El jefe del Ejecutivo ha añadido que, si aparecieran elementos "sólidos" que apuntaran directamente a Rabat, España respondería "con total contundencia". Sánchez ha defendido además que su Gobierno actuaría frente a cualquier potencia extranjera si las circunstancias lo exigieran.
Pedro Sánchez descarta que Marruecos provocara la crisis de Ceuta: "No hay pruebas"
Sánchez mantiene su respaldo a Marruecos
La posición expresada por Sánchez mantiene a Marruecos al margen de cualquier responsabilidad acreditada por el Gobierno en lo sucedido en Ceuta. El presidente ha insistido en diferenciar las sospechas existentes de las pruebas que, según sostiene, maneja actualmente el Ejecutivo.

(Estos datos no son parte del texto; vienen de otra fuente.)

//! Configuration system for meshgate.
//!
//! Resolution order: environment variables → config file → defaults.
//!
//! Config file location:
//!   1. $MESHGATE_CONFIG (explicit override)
//!   2. $XDG_CONFIG_HOME/meshgate/config.toml
//!   3. ~/.config/meshgate/config.toml

use serde::{Deserialize, Serialize};
use std::path::PathBuf;

use crate::topic::{TopicRouter, TopicSegments, DEFAULT_BASE_PREFIX};

/// Denylist slots honoured; extra entries are ignored.
pub const DENYLIST_CAPACITY: usize = 16;

/// Client id used when the node name yields nothing usable.
pub const FALLBACK_CLIENT_ID: &str = "meshcore_gateway";

/// Top-level configuration.
#[derive(Debug, Clone, Default, Serialize, Deserialize)]
#[serde(default)]
pub struct GatewayConfig {
    pub repeater: RepeaterConfig,
    pub bus: BusConfig,
    pub radio: RadioConfig,
    pub access: AccessConfig,
    pub discovery: DiscoveryConfig,
    pub location: LocationConfig,
    pub relay: RelayConfig,
    pub api: ApiConfig,
}

#[derive(Debug, Clone, Serialize, Deserialize)]
#[serde(default)]
pub struct RepeaterConfig {
    pub node_name: String,
    /// 0 = generate on first start.
    pub node_id: u32,
    /// 0 disables repeating.
    pub max_hops: u8,
}

#[derive(Debug, Clone, Serialize, Deserialize)]
#[serde(default)]
pub struct BusConfig {
    pub enabled: bool,
    /// Empty = derive from the node name.
    pub client_id: String,
    pub base_prefix: String,
    pub country: String,
    pub region: String,
    /// Legacy combined `base/country/region`; used only while the segments are unset.
    #[serde(skip_serializing_if = "String::is_empty")]
    pub topic_prefix: String,
    pub publish_raw: bool,
    pub publish_decoded: bool,
    pub subscribe_commands: bool,
    pub bridge_all: bool,
    pub stats_interval_secs: u64,
}

#[derive(Debug, Clone, Serialize, Deserialize)]
#[serde(default)]
pub struct RadioConfig {
    /// IPv4 multicast group standing in for the shared channel.
    pub multicast_group: String,
    pub port: u16,
    /// Signal quality reported for every received frame.
    pub rssi: i32,
    pub snr: f32,
}

#[derive(Debug, Clone, Default, Serialize, Deserialize)]
#[serde(default)]
pub struct AccessConfig {
    pub deny_enabled: bool,
    /// Node ids as hex strings, e.g. "0000002A".
    pub denylist: Vec<String>,
}

#[derive(Debug, Clone, Serialize, Deserialize)]
#[serde(default)]
pub struct DiscoveryConfig {
    pub advert_enabled: bool,
    pub advert_interval_secs: u64,
}

#[derive(Debug, Clone, Default, Serialize, Deserialize)]
#[serde(default)]
pub struct LocationConfig {
    pub latitude: f64,
    pub longitude: f64,
}

#[derive(Debug, Clone, Serialize, Deserialize)]
#[serde(default)]
pub struct RelayConfig {
    pub dedup_window_ms: u64,
    pub jitter_min_ms: u64,
    pub jitter_max_ms: u64,
}

#[derive(Debug, Clone, Serialize, Deserialize)]
#[serde(default)]
pub struct ApiConfig {
    pub port: u16,
}

// ── Defaults ──────────────────────────────────────────────────────────────────

impl Default for RepeaterConfig {
    fn default() -> Self {
        Self {
            node_name: "MQTT-Gateway".to_string(),
            node_id: 0,
            max_hops: 3,
        }
    }
}

impl Default for BusConfig {
    fn default() -> Self {
        Self {
            enabled: true,
            client_id: String::new(),
            base_prefix: DEFAULT_BASE_PREFIX.to_string(),
            country: String::new(),
            region: String::new(),
            topic_prefix: String::new(),
            publish_raw: true,
            publish_decoded: true,
            subscribe_commands: true,
            bridge_all: true,
            stats_interval_secs: 60,
        }
    }
}

impl Default for RadioConfig {
    fn default() -> Self {
        Self {
            multicast_group: "239.255.77.77".to_string(),
            port: 9477,
            rssi: -70,
            snr: 9.5,
        }
    }
}

impl Default for DiscoveryConfig {
    fn default() -> Self {
        Self {
            advert_enabled: false,
            advert_interval_secs: 300,
        }
    }
}

impl Default for RelayConfig {
    fn default() -> Self {
        Self {
            dedup_window_ms: 2000,
            jitter_min_ms: 100,
            jitter_max_ms: 300,
        }
    }
}

impl Default for ApiConfig {
    fn default() -> Self {
        Self { port: 9011 }
    }
}

// ── Path helpers ──────────────────────────────────────────────────────────────

fn config_dir() -> PathBuf {
    std::env::var("XDG_CONFIG_HOME")
        .map(PathBuf::from)
        .unwrap_or_else(|_| dirs_or_home().join(".config"))
        .join("meshgate")
}

fn dirs_or_home() -> PathBuf {
    std::env::var("HOME")
        .map(PathBuf::from)
        .unwrap_or_else(|_| PathBuf::from("/tmp"))
}

// ── Errors ────────────────────────────────────────────────────────────────────

#[derive(Debug, thiserror::Error)]
pub enum ConfigError {
    #[error("failed to read {0}: {1}")]
    ReadFailed(PathBuf, std::io::Error),
    #[error("failed to parse {0}: {1}")]
    ParseFailed(PathBuf, toml::de::Error),
    #[error("failed to write {0}: {1}")]
    WriteFailed(PathBuf, std::io::Error),
    #[error("failed to serialize: {0}")]
    SerializeFailed(toml::ser::Error),
}

// ── Loading ───────────────────────────────────────────────────────────────────

impl GatewayConfig {
    /// Load config: env vars → file → defaults.
    pub fn load() -> Result<Self, ConfigError> {
        Self::load_from(&Self::file_path())
    }

    pub fn load_from(path: &std::path::Path) -> Result<Self, ConfigError> {
        let mut config = if path.exists() {
            let text = std::fs::read_to_string(path)
                .map_err(|e| ConfigError::ReadFailed(path.to_path_buf(), e))?;
            Self::from_toml(&text).map_err(|e| ConfigError::ParseFailed(path.to_path_buf(), e))?
        } else {
            GatewayConfig::default()
        };
        config.apply_env_overrides();
        Ok(config)
    }

    /// Parse TOML and fold a legacy combined prefix into its segments.
    pub fn from_toml(text: &str) -> Result<Self, toml::de::Error> {
        let mut config: GatewayConfig = toml::from_str(text)?;
        config.migrate_legacy_prefix();
        Ok(config)
    }

    /// Config file path.
    pub fn file_path() -> PathBuf {
        std::env::var("MESHGATE_CONFIG")
            .map(PathBuf::from)
            .unwrap_or_else(|_| config_dir().join("config.toml"))
    }

    /// Write default config if none exists. Returns the path.
    pub fn write_default_if_missing() -> Result<PathBuf, ConfigError> {
        let path = Self::file_path();
        if !path.exists() {
            GatewayConfig::default().save_to(&path)?;
        }
        Ok(path)
    }

    pub fn save_to(&self, path: &std::path::Path) -> Result<(), ConfigError> {
        if let Some(parent) = path.parent() {
            std::fs::create_dir_all(parent)
                .map_err(|e| ConfigError::WriteFailed(path.to_path_buf(), e))?;
        }
        let text = toml::to_string_pretty(self).map_err(ConfigError::SerializeFailed)?;
        std::fs::write(path, text).map_err(|e| ConfigError::WriteFailed(path.to_path_buf(), e))
    }

    /// Only applies while the segments are still untouched defaults.
    fn migrate_legacy_prefix(&mut self) {
        let bus = &self.bus;
        let segments_unset = (bus.base_prefix.is_empty() || bus.base_prefix == DEFAULT_BASE_PREFIX)
            && bus.country.is_empty()
            && bus.region.is_empty();
        if segments_unset && !bus.topic_prefix.is_empty() {
            let legacy = TopicSegments::from_legacy_prefix(&self.bus.topic_prefix);
            self.bus.base_prefix = legacy.base;
            self.bus.country = legacy.country;
            self.bus.region = legacy.region;
            self.bus.topic_prefix.clear();
        }
    }

    /// Give the node a random non-zero id if it has none.
    ///
    /// Returns true when an id was generated and the config should be saved.
    pub fn ensure_node_id(&mut self) -> bool {
        if self.repeater.node_id != 0 {
            return false;
        }
        let mut id = 0;
        while id == 0 {
            id = rand::random::<u32>();
        }
        self.repeater.node_id = id;
        true
    }

    /// Identity this gateway puts in the `gateway` field and topic paths.
    pub fn gateway_id(&self) -> String {
        if self.bus.client_id.is_empty() {
            client_id_from_node_name(&self.repeater.node_name)
        } else {
            self.bus.client_id.clone()
        }
    }

    pub fn topic_segments(&self) -> TopicSegments {
        TopicSegments::new(
            self.bus.base_prefix.as_str(),
            self.bus.country.as_str(),
            self.bus.region.as_str(),
        )
    }

    pub fn topic_router(&self) -> TopicRouter {
        TopicRouter::new(self.topic_segments())
    }

    /// Parsed denylist, invalid entries skipped, capped at capacity.
    pub fn denied_node_ids(&self) -> Vec<u32> {
        self.access
            .denylist
            .iter()
            .filter_map(|s| {
                let s = s.trim();
                let s = s
                    .strip_prefix("0x")
                    .or_else(|| s.strip_prefix("0X"))
                    .unwrap_or(s);
                match u32::from_str_radix(s, 16) {
                    Ok(id) => Some(id),
                    Err(_) => {
                        tracing::warn!(entry = %s, "ignoring invalid denylist entry");
                        None
                    }
                }
            })
            .take(DENYLIST_CAPACITY)
            .collect()
    }

    /// Apply MESHGATE_* env var overrides.
    fn apply_env_overrides(&mut self) {
        if let Ok(v) = std::env::var("MESHGATE_REPEATER__NODE_NAME") {
            self.repeater.node_name = v;
        }
        if let Ok(v) = std::env::var("MESHGATE_REPEATER__MAX_HOPS") {
            if let Ok(n) = v.parse() {
                self.repeater.max_hops = n;
            }
        }
        if let Ok(v) = std::env::var("MESHGATE_BUS__ENABLED") {
            self.bus.enabled = v == "true" || v == "1";
        }
        if let Ok(v) = std::env::var("MESHGATE_BUS__BASE_PREFIX") {
            self.bus.base_prefix = v;
        }
        if let Ok(v) = std::env::var("MESHGATE_BUS__COUNTRY") {
            self.bus.country = v;
        }
        if let Ok(v) = std::env::var("MESHGATE_BUS__REGION") {
            self.bus.region = v;
        }
        if let Ok(v) = std::env::var("MESHGATE_BUS__BRIDGE_ALL") {
            self.bus.bridge_all = v == "true" || v == "1";
        }
        if let Ok(v) = std::env::var("MESHGATE_ACCESS__DENY_ENABLED") {
            self.access.deny_enabled = v == "true" || v == "1";
        }
        if let Ok(v) = std::env::var("MESHGATE_API__PORT") {
            if let Ok(p) = v.parse() {
                self.api.port = p;
            }
        }
    }
}

/// Keep `[A-Za-z0-9_-]`, turn spaces into `_`, drop the rest.
pub fn client_id_from_node_name(node_name: &str) -> String {
    let id: String = node_name
        .chars()
        .filter_map(|c| match c {
            ' ' => Some('_'),
            c if c.is_ascii_alphanumeric() || c == '_' || c == '-' => Some(c),
            _ => None,
        })
        .collect();
    if id.is_empty() {
        FALLBACK_CLIENT_ID.to_string()
    } else {
        id
    }
}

Sus declaraciones llegan después de semanas de debate sobre la actuación marroquí durante la crisis y sobre la información disponible antes del 30 de julio. Sánchez ha optado por rechazar cualquier acusación directa contra Rabat mientras no existan, según sus palabras, evidencias concluyentes.
El presidente también ha recurrido a la guerra de Irak para defender esta postura. Ha recordado aquel episodio para justificar que su Ejecutivo no tomará decisiones contra otro país apoyándose en pruebas que considere insuficientes.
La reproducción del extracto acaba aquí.